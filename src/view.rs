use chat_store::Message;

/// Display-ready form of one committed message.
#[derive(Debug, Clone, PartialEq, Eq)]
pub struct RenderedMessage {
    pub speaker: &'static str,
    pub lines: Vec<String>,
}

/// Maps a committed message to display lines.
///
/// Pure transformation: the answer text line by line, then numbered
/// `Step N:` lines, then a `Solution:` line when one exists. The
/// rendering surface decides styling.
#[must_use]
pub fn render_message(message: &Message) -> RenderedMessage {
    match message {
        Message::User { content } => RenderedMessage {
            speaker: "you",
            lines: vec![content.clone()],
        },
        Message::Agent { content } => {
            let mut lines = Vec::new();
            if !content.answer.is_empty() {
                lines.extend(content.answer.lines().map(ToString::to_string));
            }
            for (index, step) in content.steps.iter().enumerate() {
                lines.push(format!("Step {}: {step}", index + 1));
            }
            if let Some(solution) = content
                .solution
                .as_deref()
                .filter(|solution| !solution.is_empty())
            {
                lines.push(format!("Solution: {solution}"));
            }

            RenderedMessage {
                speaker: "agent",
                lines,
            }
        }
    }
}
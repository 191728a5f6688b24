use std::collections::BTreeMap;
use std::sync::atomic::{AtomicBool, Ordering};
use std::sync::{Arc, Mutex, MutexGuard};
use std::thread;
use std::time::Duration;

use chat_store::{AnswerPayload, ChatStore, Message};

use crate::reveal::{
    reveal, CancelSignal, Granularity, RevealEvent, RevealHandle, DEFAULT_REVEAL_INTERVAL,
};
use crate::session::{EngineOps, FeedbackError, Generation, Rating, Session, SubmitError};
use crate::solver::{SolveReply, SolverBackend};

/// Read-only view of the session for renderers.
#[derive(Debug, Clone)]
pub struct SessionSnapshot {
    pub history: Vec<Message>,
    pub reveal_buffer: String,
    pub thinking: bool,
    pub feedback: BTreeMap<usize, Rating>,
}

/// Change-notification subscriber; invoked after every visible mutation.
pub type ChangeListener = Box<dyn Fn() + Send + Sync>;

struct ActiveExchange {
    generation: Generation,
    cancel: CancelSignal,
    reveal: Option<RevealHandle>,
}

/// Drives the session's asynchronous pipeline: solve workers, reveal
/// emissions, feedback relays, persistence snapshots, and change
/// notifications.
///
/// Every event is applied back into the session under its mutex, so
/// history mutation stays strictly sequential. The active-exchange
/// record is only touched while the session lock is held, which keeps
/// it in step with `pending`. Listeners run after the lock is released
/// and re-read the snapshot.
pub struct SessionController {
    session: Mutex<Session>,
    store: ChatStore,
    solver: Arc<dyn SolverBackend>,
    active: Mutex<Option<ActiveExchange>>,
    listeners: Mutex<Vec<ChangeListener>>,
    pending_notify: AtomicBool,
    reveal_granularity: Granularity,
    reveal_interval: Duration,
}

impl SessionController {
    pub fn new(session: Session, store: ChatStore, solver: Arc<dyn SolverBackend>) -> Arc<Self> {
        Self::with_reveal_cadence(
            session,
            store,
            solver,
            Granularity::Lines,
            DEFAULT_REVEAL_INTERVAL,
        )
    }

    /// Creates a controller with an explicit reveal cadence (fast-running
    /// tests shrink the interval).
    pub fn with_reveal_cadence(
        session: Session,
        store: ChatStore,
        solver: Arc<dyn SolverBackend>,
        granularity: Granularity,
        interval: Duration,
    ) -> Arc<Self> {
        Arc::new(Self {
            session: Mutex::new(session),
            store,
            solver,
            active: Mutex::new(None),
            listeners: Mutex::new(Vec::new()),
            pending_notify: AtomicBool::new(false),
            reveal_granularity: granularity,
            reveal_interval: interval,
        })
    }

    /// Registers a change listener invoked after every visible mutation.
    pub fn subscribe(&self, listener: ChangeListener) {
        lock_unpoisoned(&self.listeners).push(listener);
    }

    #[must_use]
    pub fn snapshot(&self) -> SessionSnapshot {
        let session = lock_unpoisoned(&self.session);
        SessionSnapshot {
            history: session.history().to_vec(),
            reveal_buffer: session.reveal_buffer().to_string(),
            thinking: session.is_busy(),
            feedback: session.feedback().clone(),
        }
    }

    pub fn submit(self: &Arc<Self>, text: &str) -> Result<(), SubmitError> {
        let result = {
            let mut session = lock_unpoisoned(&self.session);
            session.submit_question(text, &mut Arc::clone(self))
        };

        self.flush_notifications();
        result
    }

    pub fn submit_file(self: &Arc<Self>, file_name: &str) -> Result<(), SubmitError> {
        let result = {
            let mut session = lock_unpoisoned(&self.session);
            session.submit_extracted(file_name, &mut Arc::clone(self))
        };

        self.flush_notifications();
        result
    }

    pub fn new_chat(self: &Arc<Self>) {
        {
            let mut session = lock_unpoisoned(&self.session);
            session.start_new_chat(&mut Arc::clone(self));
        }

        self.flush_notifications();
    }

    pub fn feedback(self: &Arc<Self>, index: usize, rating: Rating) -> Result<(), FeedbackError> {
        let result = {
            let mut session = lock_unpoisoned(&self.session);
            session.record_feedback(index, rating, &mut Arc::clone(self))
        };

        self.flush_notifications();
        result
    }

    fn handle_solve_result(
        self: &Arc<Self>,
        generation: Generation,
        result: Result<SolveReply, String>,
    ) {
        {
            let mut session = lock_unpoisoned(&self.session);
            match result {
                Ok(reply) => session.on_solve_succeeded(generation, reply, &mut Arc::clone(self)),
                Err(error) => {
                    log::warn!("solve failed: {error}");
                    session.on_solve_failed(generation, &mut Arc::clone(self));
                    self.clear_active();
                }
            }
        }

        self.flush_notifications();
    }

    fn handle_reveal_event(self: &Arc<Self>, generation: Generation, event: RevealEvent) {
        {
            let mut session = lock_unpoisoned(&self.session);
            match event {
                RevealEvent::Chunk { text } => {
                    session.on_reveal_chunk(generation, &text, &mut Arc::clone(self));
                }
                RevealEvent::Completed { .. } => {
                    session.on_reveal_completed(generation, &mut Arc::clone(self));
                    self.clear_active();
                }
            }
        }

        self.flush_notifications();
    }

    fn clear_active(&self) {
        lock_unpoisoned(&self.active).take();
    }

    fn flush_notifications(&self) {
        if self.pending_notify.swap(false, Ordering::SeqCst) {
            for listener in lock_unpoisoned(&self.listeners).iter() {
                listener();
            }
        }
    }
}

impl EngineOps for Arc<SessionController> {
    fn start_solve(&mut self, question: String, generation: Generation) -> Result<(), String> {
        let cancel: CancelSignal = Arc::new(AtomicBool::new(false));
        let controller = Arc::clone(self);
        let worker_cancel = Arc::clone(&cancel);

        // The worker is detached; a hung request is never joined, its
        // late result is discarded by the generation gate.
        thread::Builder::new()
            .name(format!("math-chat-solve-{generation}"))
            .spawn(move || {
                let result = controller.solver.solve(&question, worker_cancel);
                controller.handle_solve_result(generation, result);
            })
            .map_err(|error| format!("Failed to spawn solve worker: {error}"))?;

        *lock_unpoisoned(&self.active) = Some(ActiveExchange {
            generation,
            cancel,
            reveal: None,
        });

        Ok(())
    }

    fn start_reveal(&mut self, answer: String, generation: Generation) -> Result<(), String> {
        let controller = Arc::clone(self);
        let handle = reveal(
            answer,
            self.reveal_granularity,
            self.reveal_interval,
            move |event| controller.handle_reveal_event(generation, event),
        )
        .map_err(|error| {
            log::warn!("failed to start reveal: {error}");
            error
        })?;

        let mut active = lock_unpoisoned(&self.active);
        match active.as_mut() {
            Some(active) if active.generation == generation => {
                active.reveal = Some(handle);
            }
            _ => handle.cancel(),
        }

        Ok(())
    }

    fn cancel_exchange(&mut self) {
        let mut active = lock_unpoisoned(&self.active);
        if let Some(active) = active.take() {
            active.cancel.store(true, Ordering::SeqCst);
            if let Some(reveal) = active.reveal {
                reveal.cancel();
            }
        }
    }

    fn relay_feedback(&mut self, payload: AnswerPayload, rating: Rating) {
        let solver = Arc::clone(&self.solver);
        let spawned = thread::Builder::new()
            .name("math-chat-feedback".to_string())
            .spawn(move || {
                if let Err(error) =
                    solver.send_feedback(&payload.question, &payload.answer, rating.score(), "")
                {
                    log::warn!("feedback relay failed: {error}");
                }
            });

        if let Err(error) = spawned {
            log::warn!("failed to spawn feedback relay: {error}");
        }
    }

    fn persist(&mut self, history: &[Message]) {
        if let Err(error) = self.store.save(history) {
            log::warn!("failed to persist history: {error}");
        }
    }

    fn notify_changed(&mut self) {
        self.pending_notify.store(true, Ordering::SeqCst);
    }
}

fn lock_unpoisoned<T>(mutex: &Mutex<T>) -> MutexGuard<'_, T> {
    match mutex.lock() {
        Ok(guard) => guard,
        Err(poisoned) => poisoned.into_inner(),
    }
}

==================================================

■ **Exercise directions**
Scan the entries above. Copy each line that has the string "committed".

■ **Answer to the problem**
/// Display-ready form of one committed message.
/// Maps a committed message to display lines.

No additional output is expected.